Give every line below again, exactly as it appears.

DATA TO EXAMINE Block Start

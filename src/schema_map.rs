//! Schema Map - natural-language concepts to physical column expressions
//!
//! Static, process-lifetime translation table between county tokens,
//! property-type synonyms, and size units on one side and SQL fragments
//! over the property table on the other. Immutable after construction.

use std::collections::BTreeMap;

/// Canonical county tokens recognized by default (Georgia metro counties).
pub fn default_county_list() -> Vec<String> {
    [
        "dekalb", "fulton", "gwinnett", "walton", "cobb", "clayton", "henry", "douglas",
        "rockdale",
    ]
    .iter()
    .map(|c| c.to_string())
    .collect()
}

/// Default canonical property type -> synonym set table.
pub fn default_property_type_synonyms() -> BTreeMap<String, Vec<String>> {
    let table: &[(&str, &[&str])] = &[
        ("gas_station", &["gas", "station", "fuel", "gasoline"]),
        ("retail", &["retail", "store", "shop"]),
        ("restaurant", &["restaurant", "dining", "food"]),
        ("vacant", &["vacant", "empty", "undeveloped"]),
        ("commercial", &["commercial", "office", "business"]),
    ];
    table
        .iter()
        .map(|(canonical, synonyms)| {
            (
                canonical.to_string(),
                synonyms.iter().map(|s| s.to_string()).collect(),
            )
        })
        .collect()
}

/// Bidirectional map between natural-language concepts and column expressions
///
/// Pure and total: unknown tokens yield `None` rather than a predicate.
/// Thread-safe read-only; built once from configuration and shared.
#[derive(Debug, Clone)]
pub struct SchemaMap {
    counties: Vec<String>,
    synonyms: BTreeMap<String, Vec<String>>,
}

impl SchemaMap {
    pub fn new(counties: Vec<String>, synonyms: BTreeMap<String, Vec<String>>) -> Self {
        let counties = counties.into_iter().map(|c| c.to_lowercase()).collect();
        let synonyms = synonyms
            .into_iter()
            .map(|(canonical, set)| {
                (
                    canonical.to_lowercase(),
                    set.into_iter().map(|s| s.to_lowercase()).collect(),
                )
            })
            .collect();
        Self { counties, synonyms }
    }

    /// County filter over the JSON address field, or `None` for unknown tokens
    pub fn county_predicate(&self, token: &str) -> Option<String> {
        let token = token.to_lowercase();
        if !self.counties.iter().any(|c| *c == token) {
            return None;
        }
        Some(format!("address->>'county' ILIKE '%{token}%'"))
    }

    /// Broadened type filter: OR of ILIKE clauses over property_type and
    /// property_subtype for every synonym of the canonical token
    pub fn property_type_predicate(&self, token: &str) -> Option<String> {
        let synonyms = self.synonyms.get(&token.to_lowercase())?;
        let clauses: Vec<String> = synonyms
            .iter()
            .flat_map(|s| {
                [
                    format!("property_type ILIKE '%{s}%'"),
                    format!("property_subtype ILIKE '%{s}%'"),
                ]
            })
            .collect();
        Some(format!("({})", clauses.join(" OR ")))
    }

    /// Physical column backing a size unit
    pub fn size_column(&self, unit: &str) -> Option<&'static str> {
        match unit.to_lowercase().as_str() {
            "acre" | "acres" => Some("size_acres"),
            "sqft" | "square feet" | "lot" | "lot size" => Some("size_sqft"),
            "building" | "building size" => Some("building_sqft"),
            _ => None,
        }
    }

    pub fn counties(&self) -> impl Iterator<Item = &str> {
        self.counties.iter().map(|c| c.as_str())
    }

    pub fn property_types(&self) -> impl Iterator<Item = &str> {
        self.synonyms.keys().map(|k| k.as_str())
    }

    pub fn synonyms(&self, canonical: &str) -> Option<&[String]> {
        self.synonyms.get(canonical).map(|s| s.as_slice())
    }
}

impl Default for SchemaMap {
    fn default() -> Self {
        Self::new(default_county_list(), default_property_type_synonyms())
    }
}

DATA TO EXAMINE Block End

EXERCISE RESPONSE:
filename src/schema_map.rs
//! Schema Map - natural-language concepts to physical column expressions
//!
//! Static, process-lifetime translation table between county tokens,
//! property-type synonyms, and size units on one side and SQL fragments
//! over the property table on the other. Immutable after construction.

use std::collections::BTreeMap;

/// Canonical county tokens recognized by default (Georgia metro counties).
pub fn default_county_list() -> Vec<String> {
    [
        "dekalb", "fulton", "gwinnett", "walton", "cobb", "clayton", "henry", "douglas",
        "rockdale",
    ]
    .iter()
    .map(|c| c.to_string())
    .collect()
}

/// Default canonical property type -> synonym set table.
pub fn default_property_type_synonyms() -> BTreeMap<String, Vec<String>> {
    let table: &[(&str, &[&str])] = &[
        ("gas_station", &["gas", "station", "fuel", "gasoline"]),
        ("retail", &["retail", "store", "shop"]),
        ("restaurant", &["restaurant", "dining", "food"]),
        ("vacant", &["vacant", "empty", "undeveloped"]),
        ("commercial", &["commercial", "office", "business"]),
    ];
    table
        .iter()
        .map(|(canonical, synonyms)| {
            (
                canonical.to_string(),
                synonyms.iter().map(|s| s.to_string()).collect(),
            )
        })
        .collect()
}

/// Bidirectional map between natural-language concepts and column expressions
///
/// Pure and total: unknown tokens yield `None` rather than a predicate.
/// Thread-safe read-only; built once from configuration and shared.
#[derive(Debug, Clone)]
pub struct SchemaMap {
    counties: Vec<String>,
    synonyms: BTreeMap<String, Vec<String>>,
}

impl SchemaMap {
    pub fn new(counties: Vec<String>, synonyms: BTreeMap<String, Vec<String>>) -> Self {
        let counties = counties.into_iter().map(|c| c.to_lowercase()).collect();
        let synonyms = synonyms
            .into_iter()
            .map(|(canonical, set)| {
                (
                    canonical.to_lowercase(),
                    set.into_iter().map(|s| s.to_lowercase()).collect(),
                )
            })
            .collect();
        Self { counties, synonyms }
    }

    /// County filter over the JSON address field, or `None` for unknown tokens
    pub fn county_predicate(&self, token: &str) -> Option<String> {
        let token = token.to_lowercase();
        if !self.counties.iter().any(|c| *c == token) {
            return None;
        }
        Some(format!("address->>'county' ILIKE '%{token}%'"))
    }

    /// Broadened type filter: OR of ILIKE clauses over property_type and
    /// property_subtype for every synonym of the canonical token
    pub fn property_type_predicate(&self, token: &str) -> Option<String> {
        let synonyms = self.synonyms.get(&token.to_lowercase())?;
        let clauses: Vec<String> = synonyms
            .iter()
            .flat_map(|s| {
                [
                    format!("property_type ILIKE '%{s}%'"),
                    format!("property_subtype ILIKE '%{s}%'"),
                ]
            })
            .collect();
        Some(format!("({})", clauses.join(" OR ")))
    }

    /// Physical column backing a size unit
    pub fn size_column(&self, unit: &str) -> Option<&'static str> {
        match unit.to_lowercase().as_str() {
            "acre" | "acres" => Some("size_acres"),
            "sqft" | "square feet" | "lot" | "lot size" => Some("size_sqft"),
            "building" | "building size" => Some("building_sqft"),
            _ => None,
        }
    }

    pub fn counties(&self) -> impl Iterator<Item = &str> {
        self.counties.iter().map(|c| c.as_str())
    }

    pub fn property_types(&self) -> impl Iterator<Item = &str> {
        self.synonyms.keys().map(|k| k.as_str())
    }

    pub fn synonyms(&self, canonical: &str) -> Option<&[String]> {
        self.synonyms.get(canonical).map(|s| s.as_slice())
    }
}

impl Default for SchemaMap {
    fn default() -> Self {
        Self::new(default_county_list(), default_property_type_synonyms())
    }
}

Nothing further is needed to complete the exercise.